use std::{future::Future, pin::Pin, sync::Arc};

use actix_web::{
    Error, HttpMessage,
    dev::{Service, ServiceRequest, ServiceResponse, Transform, forward_ready},
};
use futures::future::{Ready, ok};

use common::{error::AppError, jwt};

/// Gate for routes that need a caller. Valid claims are re-inserted as a
/// bare `JwtClaims` so handlers can take `web::ReqData<JwtClaims>`.
pub struct AuthMiddleware {
    admin_only: bool,
}

impl AuthMiddleware {
    pub fn authenticated() -> Self {
        Self { admin_only: false }
    }

    pub fn admin() -> Self {
        Self { admin_only: true }
    }
}

impl<S, B> Transform<S, ServiceRequest> for AuthMiddleware
where
    S: Service<ServiceRequest, Response = ServiceResponse<B>, Error = Error> + 'static,
    B: actix_web::body::MessageBody + 'static,
{
    type Response = ServiceResponse<actix_web::body::BoxBody>;
    type Error = Error;
    type Transform = AuthMiddlewareService<S>;
    type InitError = ();
    type Future = Ready<Result<Self::Transform, Self::InitError>>;

    fn new_transform(&self, service: S) -> Self::Future {
        ok(AuthMiddlewareService {
            service: Arc::new(service),
            admin_only: self.admin_only,
        })
    }
}

pub struct AuthMiddlewareService<S> {
    service: Arc<S>,
    admin_only: bool,
}

impl<S, B> Service<ServiceRequest> for AuthMiddlewareService<S>
where
    S: Service<ServiceRequest, Response = ServiceResponse<B>, Error = Error> + 'static,
    B: actix_web::body::MessageBody + 'static,
{
    type Response = ServiceResponse<actix_web::body::BoxBody>;
    type Error = Error;
    type Future = Pin<Box<dyn Future<Output = Result<Self::Response, Self::Error>>>>;

    forward_ready!(service);

    fn call(&self, req: ServiceRequest) -> Self::Future {
        let claims = match jwt::get_jwt_claims_or_error(&req) {
            Ok(claims) => claims,
            Err(response) => {
                return Box::pin(async move { Ok(req.into_response(response)) });
            }
        };

        if self.admin_only && !claims.is_admin() {
            log::warn!(
                "User {} denied access to admin route {}",
                claims.user_id,
                req.path()
            );
            let response =
                AppError::Forbidden("Admin role required".to_string()).to_http_response();
            return Box::pin(async move { Ok(req.into_response(response)) });
        }

        req.extensions_mut().insert(claims);
        let srv = Arc::clone(&self.service);

        Box::pin(async move { srv.call(req).await.map(|res| res.map_into_boxed_body()) })
    }
}
use middleware::{auth::AuthMiddleware, extractor::ExtractionMiddleware};

pub mod middleware {
    pub mod auth;
    pub mod extractor;
}

/// Parses bearer tokens for every request underneath it.
pub fn middleware(jwt_secret: String) -> ExtractionMiddleware {
    ExtractionMiddleware::new(jwt_secret)
}

/// Rejects requests without valid claims.
pub fn authenticated() -> AuthMiddleware {
    AuthMiddleware::authenticated()
}

/// Rejects requests whose claims do not carry the admin role.
pub fn admin() -> AuthMiddleware {
    AuthMiddleware::admin()
}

★ ★ ★ ★ ★ ★ ★

* **PROBLEM TO WORK ON**: Using the material above, print word for word the lines from the one holding "pub fn admin() -> AuthMiddleware" through the last line.

* **RESULT OF THE EXERCISE**:
pub fn admin() -> AuthMiddleware {
    AuthMiddleware::admin()
}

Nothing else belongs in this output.